→ Provided records

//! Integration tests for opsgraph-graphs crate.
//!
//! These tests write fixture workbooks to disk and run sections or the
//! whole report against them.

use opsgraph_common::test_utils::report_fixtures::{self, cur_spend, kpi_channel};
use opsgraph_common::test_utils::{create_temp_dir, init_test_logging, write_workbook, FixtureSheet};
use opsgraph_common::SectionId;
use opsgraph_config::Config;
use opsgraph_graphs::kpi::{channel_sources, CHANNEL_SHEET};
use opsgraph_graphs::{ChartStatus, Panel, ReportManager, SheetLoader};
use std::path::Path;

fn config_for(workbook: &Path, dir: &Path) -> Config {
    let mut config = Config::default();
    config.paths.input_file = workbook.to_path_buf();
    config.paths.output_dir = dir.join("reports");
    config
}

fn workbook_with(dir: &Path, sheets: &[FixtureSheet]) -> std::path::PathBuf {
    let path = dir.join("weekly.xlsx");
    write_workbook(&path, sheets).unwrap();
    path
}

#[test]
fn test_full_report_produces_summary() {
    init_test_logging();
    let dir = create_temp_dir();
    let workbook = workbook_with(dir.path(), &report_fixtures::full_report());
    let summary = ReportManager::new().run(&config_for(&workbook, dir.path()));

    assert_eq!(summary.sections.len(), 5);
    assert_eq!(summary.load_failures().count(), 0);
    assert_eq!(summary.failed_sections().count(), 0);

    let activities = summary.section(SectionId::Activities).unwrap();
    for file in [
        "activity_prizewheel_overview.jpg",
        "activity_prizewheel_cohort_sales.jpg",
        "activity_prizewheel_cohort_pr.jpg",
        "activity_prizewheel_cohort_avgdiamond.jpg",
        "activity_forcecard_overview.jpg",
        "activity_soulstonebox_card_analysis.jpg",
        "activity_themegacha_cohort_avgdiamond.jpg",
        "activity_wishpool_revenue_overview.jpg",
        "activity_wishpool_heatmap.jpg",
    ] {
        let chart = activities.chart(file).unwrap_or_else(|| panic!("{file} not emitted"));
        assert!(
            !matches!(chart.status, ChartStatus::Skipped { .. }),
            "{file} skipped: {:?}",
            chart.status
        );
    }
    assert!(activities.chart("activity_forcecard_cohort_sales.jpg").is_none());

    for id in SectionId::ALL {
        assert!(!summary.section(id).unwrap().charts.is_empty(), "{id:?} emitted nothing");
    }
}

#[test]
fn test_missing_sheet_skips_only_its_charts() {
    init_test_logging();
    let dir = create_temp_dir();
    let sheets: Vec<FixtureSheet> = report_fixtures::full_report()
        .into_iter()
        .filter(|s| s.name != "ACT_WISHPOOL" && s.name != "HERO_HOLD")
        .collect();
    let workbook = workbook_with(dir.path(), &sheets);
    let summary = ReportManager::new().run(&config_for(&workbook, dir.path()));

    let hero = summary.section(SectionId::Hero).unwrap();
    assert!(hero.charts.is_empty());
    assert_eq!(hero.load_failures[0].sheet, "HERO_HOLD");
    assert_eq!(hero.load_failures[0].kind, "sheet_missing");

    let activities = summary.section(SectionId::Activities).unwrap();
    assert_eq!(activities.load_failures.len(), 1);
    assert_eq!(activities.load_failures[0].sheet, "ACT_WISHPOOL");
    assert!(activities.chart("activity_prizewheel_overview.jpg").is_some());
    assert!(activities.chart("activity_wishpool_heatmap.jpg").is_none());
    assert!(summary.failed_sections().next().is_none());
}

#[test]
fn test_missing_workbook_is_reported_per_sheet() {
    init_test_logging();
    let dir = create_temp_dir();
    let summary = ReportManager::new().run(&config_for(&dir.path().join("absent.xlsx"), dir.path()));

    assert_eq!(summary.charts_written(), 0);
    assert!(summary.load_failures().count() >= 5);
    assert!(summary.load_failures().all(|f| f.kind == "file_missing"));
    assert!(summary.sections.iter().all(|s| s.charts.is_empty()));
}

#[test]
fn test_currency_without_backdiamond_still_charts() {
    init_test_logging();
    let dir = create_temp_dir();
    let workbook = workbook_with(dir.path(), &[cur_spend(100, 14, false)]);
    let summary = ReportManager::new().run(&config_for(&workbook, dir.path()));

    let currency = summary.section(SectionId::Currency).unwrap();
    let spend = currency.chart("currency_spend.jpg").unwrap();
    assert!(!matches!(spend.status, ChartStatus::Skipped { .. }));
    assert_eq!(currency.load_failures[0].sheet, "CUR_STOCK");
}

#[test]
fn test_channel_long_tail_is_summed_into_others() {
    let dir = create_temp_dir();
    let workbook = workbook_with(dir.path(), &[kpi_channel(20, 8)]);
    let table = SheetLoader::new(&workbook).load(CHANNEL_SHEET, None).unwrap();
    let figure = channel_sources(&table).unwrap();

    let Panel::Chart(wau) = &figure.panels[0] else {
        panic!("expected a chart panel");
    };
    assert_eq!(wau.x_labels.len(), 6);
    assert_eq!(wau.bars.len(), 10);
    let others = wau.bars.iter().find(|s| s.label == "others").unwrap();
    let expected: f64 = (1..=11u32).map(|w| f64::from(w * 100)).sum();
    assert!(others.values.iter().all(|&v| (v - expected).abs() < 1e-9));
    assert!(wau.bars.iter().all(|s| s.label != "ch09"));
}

→ Task requirements
Each line in the listing above is to be returned unchanged.

→ Answer section
//! Integration tests for opsgraph-graphs crate.
//!
//! These tests write fixture workbooks to disk and run sections or the
//! whole report against them.

use opsgraph_common::test_utils::report_fixtures::{self, cur_spend, kpi_channel};
use opsgraph_common::test_utils::{create_temp_dir, init_test_logging, write_workbook, FixtureSheet};
use opsgraph_common::SectionId;
use opsgraph_config::Config;
use opsgraph_graphs::kpi::{channel_sources, CHANNEL_SHEET};
use opsgraph_graphs::{ChartStatus, Panel, ReportManager, SheetLoader};
use std::path::Path;

fn config_for(workbook: &Path, dir: &Path) -> Config {
    let mut config = Config::default();
    config.paths.input_file = workbook.to_path_buf();
    config.paths.output_dir = dir.join("reports");
    config
}

fn workbook_with(dir: &Path, sheets: &[FixtureSheet]) -> std::path::PathBuf {
    let path = dir.join("weekly.xlsx");
    write_workbook(&path, sheets).unwrap();
    path
}

#[test]
fn test_full_report_produces_summary() {
    init_test_logging();
    let dir = create_temp_dir();
    let workbook = workbook_with(dir.path(), &report_fixtures::full_report());
    let summary = ReportManager::new().run(&config_for(&workbook, dir.path()));

    assert_eq!(summary.sections.len(), 5);
    assert_eq!(summary.load_failures().count(), 0);
    assert_eq!(summary.failed_sections().count(), 0);

    let activities = summary.section(SectionId::Activities).unwrap();
    for file in [
        "activity_prizewheel_overview.jpg",
        "activity_prizewheel_cohort_sales.jpg",
        "activity_prizewheel_cohort_pr.jpg",
        "activity_prizewheel_cohort_avgdiamond.jpg",
        "activity_forcecard_overview.jpg",
        "activity_soulstonebox_card_analysis.jpg",
        "activity_themegacha_cohort_avgdiamond.jpg",
        "activity_wishpool_revenue_overview.jpg",
        "activity_wishpool_heatmap.jpg",
    ] {
        let chart = activities.chart(file).unwrap_or_else(|| panic!("{file} not emitted"));
        assert!(
            !matches!(chart.status, ChartStatus::Skipped { .. }),
            "{file} skipped: {:?}",
            chart.status
        );
    }
    assert!(activities.chart("activity_forcecard_cohort_sales.jpg").is_none());

    for id in SectionId::ALL {
        assert!(!summary.section(id).unwrap().charts.is_empty(), "{id:?} emitted nothing");
    }
}

#[test]
fn test_missing_sheet_skips_only_its_charts() {
    init_test_logging();
    let dir = create_temp_dir();
    let sheets: Vec<FixtureSheet> = report_fixtures::full_report()
        .into_iter()
        .filter(|s| s.name != "ACT_WISHPOOL" && s.name != "HERO_HOLD")
        .collect();
    let workbook = workbook_with(dir.path(), &sheets);
    let summary = ReportManager::new().run(&config_for(&workbook, dir.path()));

    let hero = summary.section(SectionId::Hero).unwrap();
    assert!(hero.charts.is_empty());
    assert_eq!(hero.load_failures[0].sheet, "HERO_HOLD");
    assert_eq!(hero.load_failures[0].kind, "sheet_missing");

    let activities = summary.section(SectionId::Activities).unwrap();
    assert_eq!(activities.load_failures.len(), 1);
    assert_eq!(activities.load_failures[0].sheet, "ACT_WISHPOOL");
    assert!(activities.chart("activity_prizewheel_overview.jpg").is_some());
    assert!(activities.chart("activity_wishpool_heatmap.jpg").is_none());
    assert!(summary.failed_sections().next().is_none());
}

#[test]
fn test_missing_workbook_is_reported_per_sheet() {
    init_test_logging();
    let dir = create_temp_dir();
    let summary = ReportManager::new().run(&config_for(&dir.path().join("absent.xlsx"), dir.path()));

    assert_eq!(summary.charts_written(), 0);
    assert!(summary.load_failures().count() >= 5);
    assert!(summary.load_failures().all(|f| f.kind == "file_missing"));
    assert!(summary.sections.iter().all(|s| s.charts.is_empty()));
}

#[test]
fn test_currency_without_backdiamond_still_charts() {
    init_test_logging();
    let dir = create_temp_dir();
    let workbook = workbook_with(dir.path(), &[cur_spend(100, 14, false)]);
    let summary = ReportManager::new().run(&config_for(&workbook, dir.path()));

    let currency = summary.section(SectionId::Currency).unwrap();
    let spend = currency.chart("currency_spend.jpg").unwrap();
    assert!(!matches!(spend.status, ChartStatus::Skipped { .. }));
    assert_eq!(currency.load_failures[0].sheet, "CUR_STOCK");
}

#[test]
fn test_channel_long_tail_is_summed_into_others() {
    let dir = create_temp_dir();
    let workbook = workbook_with(dir.path(), &[kpi_channel(20, 8)]);
    let table = SheetLoader::new(&workbook).load(CHANNEL_SHEET, None).unwrap();
    let figure = channel_sources(&table).unwrap();

    let Panel::Chart(wau) = &figure.panels[0] else {
        panic!("expected a chart panel");
    };
    assert_eq!(wau.x_labels.len(), 6);
    assert_eq!(wau.bars.len(), 10);
    let others = wau.bars.iter().find(|s| s.label == "others").unwrap();
    let expected: f64 = (1..=11u32).map(|w| f64::from(w * 100)).sum();
    assert!(others.values.iter().all(|&v| (v - expected).abs() < 1e-9));
    assert!(wau.bars.iter().all(|s| s.label != "ch09"));
}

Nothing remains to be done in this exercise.